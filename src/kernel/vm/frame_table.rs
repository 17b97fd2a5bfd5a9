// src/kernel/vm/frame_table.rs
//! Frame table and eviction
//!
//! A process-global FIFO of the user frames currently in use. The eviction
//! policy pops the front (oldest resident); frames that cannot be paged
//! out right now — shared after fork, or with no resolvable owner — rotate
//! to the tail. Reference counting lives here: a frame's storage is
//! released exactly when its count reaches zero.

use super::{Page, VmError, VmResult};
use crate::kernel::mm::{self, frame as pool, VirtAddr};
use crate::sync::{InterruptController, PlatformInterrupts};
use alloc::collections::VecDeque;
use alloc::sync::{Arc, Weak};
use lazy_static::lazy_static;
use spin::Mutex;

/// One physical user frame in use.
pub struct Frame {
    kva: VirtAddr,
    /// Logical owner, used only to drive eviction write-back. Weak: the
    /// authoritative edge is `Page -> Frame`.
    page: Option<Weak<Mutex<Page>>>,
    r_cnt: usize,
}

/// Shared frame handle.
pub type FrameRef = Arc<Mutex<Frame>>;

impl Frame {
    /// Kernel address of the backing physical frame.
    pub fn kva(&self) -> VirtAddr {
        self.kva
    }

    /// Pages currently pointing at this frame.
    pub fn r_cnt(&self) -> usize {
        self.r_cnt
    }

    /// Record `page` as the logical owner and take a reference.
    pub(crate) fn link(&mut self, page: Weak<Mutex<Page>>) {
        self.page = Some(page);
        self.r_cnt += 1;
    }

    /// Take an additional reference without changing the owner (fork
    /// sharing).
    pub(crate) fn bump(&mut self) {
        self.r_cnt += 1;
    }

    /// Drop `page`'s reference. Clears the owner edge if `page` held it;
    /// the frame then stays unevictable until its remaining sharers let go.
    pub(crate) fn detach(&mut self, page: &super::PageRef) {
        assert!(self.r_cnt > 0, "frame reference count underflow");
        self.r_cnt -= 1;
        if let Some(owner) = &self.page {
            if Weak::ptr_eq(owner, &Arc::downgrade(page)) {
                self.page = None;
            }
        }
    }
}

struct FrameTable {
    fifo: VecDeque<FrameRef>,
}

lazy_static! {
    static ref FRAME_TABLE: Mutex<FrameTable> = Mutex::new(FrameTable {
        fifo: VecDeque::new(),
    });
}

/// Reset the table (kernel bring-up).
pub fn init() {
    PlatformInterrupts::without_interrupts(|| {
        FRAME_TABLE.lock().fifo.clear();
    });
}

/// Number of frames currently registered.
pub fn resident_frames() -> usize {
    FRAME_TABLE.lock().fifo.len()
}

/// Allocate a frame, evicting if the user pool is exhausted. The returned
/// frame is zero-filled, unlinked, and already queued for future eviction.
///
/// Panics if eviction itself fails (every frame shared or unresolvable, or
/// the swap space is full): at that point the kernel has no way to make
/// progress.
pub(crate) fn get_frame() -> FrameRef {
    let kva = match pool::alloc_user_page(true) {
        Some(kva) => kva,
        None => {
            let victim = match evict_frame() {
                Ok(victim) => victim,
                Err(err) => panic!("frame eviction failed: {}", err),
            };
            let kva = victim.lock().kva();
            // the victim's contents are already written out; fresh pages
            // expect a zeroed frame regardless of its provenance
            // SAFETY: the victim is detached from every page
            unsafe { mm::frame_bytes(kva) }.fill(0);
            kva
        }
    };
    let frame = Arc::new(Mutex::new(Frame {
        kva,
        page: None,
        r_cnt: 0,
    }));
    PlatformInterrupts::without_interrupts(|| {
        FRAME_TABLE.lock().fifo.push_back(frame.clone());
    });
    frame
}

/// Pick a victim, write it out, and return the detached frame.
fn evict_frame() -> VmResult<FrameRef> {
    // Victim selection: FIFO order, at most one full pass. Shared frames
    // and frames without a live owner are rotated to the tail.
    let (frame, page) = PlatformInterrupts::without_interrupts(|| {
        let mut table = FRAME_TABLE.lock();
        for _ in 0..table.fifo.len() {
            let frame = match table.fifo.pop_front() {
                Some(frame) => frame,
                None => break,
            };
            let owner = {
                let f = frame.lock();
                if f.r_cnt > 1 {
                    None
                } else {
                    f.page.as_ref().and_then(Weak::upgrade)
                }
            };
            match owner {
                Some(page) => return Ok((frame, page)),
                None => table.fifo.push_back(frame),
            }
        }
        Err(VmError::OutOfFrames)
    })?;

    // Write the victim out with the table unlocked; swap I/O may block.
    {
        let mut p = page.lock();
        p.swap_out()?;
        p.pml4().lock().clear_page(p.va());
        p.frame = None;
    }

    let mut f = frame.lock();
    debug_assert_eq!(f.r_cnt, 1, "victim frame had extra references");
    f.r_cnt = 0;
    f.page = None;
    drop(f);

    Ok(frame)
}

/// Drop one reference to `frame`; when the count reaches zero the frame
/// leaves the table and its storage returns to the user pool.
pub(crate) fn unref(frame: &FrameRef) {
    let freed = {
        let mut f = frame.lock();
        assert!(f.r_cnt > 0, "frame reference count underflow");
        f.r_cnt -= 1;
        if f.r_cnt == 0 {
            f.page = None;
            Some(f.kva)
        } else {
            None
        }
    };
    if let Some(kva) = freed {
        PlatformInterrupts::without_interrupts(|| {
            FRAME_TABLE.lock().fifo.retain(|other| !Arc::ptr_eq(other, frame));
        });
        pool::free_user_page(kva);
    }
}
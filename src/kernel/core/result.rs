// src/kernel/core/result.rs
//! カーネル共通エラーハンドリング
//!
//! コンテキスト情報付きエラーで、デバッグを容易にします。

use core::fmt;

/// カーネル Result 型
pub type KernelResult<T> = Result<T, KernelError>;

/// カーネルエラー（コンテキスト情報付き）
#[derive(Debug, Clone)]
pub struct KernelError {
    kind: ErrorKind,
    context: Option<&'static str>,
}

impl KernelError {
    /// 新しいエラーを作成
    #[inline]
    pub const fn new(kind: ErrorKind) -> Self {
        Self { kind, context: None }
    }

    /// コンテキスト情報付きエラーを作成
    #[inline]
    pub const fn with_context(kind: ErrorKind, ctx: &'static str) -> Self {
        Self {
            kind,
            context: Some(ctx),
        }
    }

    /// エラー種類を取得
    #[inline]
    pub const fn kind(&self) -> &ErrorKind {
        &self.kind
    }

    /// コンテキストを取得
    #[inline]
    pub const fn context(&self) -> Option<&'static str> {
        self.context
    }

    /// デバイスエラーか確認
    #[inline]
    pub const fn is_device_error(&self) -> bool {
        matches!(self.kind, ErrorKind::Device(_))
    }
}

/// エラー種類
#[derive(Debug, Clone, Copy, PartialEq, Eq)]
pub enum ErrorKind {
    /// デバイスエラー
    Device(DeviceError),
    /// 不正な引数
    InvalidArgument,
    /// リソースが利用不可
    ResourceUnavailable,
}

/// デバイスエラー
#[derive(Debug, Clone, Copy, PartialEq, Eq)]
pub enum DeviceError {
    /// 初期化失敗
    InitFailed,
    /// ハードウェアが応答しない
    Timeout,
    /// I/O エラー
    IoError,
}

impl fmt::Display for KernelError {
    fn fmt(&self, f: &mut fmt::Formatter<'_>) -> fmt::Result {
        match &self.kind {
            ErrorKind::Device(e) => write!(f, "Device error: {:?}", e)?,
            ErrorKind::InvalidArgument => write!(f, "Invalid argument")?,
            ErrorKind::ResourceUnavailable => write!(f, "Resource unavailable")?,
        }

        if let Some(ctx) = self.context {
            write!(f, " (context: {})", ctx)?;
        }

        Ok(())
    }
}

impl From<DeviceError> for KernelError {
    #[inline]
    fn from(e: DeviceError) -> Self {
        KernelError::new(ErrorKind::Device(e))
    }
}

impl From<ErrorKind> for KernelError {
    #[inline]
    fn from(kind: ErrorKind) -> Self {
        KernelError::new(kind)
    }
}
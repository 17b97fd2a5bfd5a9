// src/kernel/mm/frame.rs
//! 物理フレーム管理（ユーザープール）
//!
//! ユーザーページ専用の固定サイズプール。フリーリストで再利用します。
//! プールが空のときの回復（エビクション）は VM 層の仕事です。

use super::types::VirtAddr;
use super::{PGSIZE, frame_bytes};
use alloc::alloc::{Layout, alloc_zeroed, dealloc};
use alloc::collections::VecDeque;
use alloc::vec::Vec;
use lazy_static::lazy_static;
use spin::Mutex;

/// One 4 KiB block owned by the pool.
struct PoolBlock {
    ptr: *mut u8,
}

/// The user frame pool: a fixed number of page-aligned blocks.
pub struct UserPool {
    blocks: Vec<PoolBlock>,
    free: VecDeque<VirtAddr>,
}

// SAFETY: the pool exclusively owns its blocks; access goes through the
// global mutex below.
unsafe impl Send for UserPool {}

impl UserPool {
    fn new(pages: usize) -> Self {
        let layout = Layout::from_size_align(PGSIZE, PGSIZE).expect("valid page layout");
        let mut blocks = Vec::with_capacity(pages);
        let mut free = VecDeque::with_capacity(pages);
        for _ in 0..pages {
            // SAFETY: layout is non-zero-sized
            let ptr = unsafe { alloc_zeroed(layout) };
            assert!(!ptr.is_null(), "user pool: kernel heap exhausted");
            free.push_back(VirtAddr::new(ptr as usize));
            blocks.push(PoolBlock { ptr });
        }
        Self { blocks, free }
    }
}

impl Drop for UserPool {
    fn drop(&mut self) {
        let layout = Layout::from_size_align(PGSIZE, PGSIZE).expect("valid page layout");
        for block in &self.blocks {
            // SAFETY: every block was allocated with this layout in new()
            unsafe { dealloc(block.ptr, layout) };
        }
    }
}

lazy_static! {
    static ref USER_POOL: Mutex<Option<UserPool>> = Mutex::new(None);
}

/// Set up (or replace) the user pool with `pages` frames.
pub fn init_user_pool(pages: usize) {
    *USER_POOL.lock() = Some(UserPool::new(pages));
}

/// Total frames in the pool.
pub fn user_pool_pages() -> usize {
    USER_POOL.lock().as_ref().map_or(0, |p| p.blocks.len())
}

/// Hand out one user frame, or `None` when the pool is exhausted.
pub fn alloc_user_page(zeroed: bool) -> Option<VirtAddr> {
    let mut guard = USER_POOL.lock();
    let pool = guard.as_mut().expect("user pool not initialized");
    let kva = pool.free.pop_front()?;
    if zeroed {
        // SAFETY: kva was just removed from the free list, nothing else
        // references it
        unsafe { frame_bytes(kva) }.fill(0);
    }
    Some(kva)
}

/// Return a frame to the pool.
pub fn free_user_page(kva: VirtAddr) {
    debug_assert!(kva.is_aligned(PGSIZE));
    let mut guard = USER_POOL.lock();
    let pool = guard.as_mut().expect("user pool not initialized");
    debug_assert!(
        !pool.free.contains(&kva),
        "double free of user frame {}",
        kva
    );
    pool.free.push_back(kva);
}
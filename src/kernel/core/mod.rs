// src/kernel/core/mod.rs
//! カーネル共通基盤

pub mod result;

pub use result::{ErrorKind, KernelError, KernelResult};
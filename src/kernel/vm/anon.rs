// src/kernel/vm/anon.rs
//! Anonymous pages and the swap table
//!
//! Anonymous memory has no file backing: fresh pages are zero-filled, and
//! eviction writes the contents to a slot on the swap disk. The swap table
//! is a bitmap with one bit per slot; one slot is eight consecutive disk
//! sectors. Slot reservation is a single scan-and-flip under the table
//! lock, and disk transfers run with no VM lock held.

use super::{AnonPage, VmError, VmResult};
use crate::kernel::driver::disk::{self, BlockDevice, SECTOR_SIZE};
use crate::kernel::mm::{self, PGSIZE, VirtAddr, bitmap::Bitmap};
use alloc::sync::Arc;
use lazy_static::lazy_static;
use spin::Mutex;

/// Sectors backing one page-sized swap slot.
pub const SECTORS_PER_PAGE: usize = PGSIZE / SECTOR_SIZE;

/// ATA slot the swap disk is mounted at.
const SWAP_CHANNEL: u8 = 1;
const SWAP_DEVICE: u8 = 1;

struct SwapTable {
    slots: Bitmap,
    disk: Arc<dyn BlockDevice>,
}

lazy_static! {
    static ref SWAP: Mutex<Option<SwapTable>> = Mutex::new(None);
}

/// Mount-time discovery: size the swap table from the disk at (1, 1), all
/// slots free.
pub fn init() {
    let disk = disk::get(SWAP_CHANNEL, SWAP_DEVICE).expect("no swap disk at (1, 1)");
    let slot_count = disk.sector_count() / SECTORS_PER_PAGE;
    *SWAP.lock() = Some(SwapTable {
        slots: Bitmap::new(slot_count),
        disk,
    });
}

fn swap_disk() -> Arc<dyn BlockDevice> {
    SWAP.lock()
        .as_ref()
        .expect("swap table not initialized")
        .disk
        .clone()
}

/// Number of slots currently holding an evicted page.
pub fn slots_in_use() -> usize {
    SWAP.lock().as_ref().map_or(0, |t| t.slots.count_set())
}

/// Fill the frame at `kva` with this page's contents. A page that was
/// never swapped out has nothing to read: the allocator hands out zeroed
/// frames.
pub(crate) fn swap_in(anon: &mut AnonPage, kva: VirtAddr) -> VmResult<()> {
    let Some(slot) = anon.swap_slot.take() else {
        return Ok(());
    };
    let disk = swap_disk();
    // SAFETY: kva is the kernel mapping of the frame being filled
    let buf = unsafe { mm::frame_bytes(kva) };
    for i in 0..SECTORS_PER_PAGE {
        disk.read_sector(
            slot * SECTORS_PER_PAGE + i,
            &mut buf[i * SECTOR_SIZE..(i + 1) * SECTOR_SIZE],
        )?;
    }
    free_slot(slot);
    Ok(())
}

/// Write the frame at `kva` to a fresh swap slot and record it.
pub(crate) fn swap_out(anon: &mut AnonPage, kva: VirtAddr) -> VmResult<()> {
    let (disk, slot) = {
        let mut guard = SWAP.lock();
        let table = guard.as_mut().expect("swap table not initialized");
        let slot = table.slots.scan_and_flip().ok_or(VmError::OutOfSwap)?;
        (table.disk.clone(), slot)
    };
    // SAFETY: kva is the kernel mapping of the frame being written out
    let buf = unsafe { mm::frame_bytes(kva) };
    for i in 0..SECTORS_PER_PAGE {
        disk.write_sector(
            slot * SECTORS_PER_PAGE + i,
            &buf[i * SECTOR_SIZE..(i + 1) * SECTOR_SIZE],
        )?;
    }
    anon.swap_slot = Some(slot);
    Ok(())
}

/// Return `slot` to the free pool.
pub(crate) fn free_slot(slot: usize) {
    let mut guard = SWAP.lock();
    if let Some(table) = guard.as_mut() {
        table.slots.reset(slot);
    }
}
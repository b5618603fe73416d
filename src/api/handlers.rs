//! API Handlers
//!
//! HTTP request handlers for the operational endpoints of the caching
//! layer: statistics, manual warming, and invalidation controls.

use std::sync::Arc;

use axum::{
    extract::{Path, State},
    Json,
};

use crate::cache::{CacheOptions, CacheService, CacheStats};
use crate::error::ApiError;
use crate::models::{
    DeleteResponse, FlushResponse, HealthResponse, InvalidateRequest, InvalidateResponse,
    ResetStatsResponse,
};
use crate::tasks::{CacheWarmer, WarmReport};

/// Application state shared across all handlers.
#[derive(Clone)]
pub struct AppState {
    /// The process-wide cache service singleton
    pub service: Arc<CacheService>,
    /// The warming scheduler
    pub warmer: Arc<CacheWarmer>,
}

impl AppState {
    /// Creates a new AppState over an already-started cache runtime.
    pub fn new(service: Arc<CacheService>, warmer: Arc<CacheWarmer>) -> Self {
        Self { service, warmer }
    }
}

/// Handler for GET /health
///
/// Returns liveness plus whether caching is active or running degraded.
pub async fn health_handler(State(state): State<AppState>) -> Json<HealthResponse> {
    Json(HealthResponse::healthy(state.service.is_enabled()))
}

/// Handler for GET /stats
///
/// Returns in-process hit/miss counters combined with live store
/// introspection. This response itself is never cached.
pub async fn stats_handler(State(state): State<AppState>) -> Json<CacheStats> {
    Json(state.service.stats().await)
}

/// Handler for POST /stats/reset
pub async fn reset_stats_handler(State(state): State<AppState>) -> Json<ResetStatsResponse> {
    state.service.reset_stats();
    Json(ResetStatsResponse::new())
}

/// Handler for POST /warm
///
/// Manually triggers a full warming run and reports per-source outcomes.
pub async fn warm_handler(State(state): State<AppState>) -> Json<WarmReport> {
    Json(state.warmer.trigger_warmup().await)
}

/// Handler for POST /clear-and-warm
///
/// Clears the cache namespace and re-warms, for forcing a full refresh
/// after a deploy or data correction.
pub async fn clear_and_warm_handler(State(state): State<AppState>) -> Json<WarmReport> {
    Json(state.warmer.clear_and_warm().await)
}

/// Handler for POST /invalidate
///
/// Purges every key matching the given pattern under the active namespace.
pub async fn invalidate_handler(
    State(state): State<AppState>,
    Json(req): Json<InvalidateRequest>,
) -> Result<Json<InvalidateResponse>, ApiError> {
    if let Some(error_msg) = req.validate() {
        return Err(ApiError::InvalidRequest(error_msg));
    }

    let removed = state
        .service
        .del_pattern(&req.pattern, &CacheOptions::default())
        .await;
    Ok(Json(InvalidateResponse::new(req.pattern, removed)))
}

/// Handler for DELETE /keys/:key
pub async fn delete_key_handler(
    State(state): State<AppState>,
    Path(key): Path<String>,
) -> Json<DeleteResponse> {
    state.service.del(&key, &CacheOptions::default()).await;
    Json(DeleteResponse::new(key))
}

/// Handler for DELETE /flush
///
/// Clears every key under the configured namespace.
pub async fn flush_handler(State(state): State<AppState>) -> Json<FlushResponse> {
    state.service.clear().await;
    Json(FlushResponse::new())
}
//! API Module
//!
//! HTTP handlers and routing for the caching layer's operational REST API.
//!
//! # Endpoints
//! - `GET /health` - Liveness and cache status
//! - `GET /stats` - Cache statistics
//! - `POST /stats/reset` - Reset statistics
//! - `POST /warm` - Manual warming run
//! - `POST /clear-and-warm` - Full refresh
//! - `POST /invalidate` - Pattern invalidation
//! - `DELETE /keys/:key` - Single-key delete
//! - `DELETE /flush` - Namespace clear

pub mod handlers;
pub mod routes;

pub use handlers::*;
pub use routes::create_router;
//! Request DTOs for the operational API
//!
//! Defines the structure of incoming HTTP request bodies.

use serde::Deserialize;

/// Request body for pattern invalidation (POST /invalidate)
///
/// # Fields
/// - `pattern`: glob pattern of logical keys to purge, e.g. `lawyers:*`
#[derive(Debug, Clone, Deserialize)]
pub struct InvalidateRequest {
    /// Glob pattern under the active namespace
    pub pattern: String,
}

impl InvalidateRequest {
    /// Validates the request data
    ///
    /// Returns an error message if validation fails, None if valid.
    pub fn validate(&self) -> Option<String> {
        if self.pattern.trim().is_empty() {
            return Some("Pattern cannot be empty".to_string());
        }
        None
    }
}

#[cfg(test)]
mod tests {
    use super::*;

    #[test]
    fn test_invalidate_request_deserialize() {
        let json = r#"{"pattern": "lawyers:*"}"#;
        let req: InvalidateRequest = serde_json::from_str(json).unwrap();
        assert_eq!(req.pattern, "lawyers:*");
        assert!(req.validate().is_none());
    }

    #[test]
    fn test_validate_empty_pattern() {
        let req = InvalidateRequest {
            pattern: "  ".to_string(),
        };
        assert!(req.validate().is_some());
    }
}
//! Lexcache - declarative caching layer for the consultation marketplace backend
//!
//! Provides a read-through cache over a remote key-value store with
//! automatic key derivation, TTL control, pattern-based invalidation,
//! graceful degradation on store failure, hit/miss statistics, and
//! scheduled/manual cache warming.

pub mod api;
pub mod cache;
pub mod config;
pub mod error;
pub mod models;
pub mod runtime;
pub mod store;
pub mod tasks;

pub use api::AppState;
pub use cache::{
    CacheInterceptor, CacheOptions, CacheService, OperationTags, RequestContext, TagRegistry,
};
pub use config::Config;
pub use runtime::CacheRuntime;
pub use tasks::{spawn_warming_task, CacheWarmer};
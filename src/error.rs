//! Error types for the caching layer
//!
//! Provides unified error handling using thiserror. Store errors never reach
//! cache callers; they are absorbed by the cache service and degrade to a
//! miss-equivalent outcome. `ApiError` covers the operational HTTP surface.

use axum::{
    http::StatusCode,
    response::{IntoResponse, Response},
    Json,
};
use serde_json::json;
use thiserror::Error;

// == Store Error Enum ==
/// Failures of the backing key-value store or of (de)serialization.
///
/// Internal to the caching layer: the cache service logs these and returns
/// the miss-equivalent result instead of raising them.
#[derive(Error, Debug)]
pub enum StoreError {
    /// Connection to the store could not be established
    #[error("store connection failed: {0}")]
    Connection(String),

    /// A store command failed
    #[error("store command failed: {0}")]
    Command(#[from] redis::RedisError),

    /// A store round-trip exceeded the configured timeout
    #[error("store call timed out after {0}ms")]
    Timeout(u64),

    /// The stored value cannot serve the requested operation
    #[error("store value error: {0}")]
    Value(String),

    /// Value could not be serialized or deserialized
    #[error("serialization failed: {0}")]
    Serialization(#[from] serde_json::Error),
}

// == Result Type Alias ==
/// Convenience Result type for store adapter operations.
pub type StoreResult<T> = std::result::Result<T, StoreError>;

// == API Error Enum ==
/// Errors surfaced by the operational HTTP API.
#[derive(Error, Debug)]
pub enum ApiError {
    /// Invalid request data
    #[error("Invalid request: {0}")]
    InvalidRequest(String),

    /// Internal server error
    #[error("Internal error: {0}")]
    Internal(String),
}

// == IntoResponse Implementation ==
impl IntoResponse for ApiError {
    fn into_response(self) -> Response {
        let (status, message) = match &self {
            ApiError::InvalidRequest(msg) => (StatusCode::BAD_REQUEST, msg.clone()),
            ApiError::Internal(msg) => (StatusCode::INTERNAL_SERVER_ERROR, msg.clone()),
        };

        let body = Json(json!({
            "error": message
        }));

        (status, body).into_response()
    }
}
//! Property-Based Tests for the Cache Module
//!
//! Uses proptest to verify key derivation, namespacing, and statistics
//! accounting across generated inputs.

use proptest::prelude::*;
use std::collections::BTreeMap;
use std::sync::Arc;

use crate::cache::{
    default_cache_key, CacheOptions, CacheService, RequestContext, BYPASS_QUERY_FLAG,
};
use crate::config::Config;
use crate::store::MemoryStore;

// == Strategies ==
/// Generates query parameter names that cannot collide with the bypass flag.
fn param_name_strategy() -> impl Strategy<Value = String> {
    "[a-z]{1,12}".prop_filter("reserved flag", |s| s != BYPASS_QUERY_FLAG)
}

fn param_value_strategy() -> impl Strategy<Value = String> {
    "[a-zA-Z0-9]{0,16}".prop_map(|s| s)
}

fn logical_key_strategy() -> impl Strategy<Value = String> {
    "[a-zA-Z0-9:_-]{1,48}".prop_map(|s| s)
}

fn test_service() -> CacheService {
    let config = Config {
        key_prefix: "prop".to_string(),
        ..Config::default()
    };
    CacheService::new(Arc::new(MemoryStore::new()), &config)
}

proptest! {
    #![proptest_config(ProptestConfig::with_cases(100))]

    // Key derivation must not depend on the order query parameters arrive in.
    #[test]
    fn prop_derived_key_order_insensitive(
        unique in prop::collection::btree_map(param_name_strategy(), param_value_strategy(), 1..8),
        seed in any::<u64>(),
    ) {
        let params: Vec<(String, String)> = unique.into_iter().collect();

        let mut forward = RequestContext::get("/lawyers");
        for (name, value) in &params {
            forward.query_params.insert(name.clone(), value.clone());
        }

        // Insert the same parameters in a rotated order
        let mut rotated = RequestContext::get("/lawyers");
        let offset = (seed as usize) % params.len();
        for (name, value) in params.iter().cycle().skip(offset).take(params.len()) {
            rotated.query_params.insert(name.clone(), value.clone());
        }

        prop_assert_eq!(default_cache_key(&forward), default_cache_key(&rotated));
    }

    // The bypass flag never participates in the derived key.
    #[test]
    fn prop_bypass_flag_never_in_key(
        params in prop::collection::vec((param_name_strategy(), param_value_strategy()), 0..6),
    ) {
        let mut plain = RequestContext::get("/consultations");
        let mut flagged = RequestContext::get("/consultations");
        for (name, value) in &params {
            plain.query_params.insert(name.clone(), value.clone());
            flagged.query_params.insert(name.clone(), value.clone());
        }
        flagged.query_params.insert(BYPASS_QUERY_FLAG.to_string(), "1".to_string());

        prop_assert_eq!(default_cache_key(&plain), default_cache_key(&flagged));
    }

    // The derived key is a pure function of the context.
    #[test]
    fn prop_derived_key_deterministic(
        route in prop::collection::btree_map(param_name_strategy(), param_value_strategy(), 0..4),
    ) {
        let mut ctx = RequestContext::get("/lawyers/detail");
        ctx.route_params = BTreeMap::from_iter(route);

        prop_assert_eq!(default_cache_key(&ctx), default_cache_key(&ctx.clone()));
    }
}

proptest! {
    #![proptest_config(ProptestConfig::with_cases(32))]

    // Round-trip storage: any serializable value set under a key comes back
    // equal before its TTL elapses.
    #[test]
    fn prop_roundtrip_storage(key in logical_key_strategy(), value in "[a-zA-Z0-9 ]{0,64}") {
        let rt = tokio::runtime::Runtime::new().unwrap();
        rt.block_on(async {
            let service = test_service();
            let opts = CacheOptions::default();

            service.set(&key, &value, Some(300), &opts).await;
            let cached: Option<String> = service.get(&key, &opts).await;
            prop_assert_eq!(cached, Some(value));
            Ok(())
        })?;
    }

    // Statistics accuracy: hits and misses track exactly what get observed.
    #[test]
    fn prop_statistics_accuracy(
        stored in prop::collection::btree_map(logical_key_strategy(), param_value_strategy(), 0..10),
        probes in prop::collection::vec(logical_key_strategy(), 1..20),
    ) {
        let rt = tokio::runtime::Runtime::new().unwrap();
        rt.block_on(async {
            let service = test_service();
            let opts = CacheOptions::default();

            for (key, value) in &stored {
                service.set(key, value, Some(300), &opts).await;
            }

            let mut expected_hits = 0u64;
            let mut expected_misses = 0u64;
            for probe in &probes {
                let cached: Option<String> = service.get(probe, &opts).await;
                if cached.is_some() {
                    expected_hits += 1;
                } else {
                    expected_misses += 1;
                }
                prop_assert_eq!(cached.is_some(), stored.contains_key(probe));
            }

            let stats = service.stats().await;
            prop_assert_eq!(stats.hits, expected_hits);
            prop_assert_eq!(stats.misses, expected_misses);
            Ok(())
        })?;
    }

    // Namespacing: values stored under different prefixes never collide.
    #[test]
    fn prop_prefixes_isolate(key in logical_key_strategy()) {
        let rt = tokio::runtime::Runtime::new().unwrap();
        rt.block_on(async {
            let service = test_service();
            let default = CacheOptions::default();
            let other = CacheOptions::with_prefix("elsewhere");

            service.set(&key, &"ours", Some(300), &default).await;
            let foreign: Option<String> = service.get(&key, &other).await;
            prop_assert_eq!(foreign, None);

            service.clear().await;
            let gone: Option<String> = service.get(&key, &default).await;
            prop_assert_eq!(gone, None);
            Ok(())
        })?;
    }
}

====================

WORK TASK
Across all the records above, how many lines hold the word "bool"? Answer with only that number.

ANSWER BELOW
2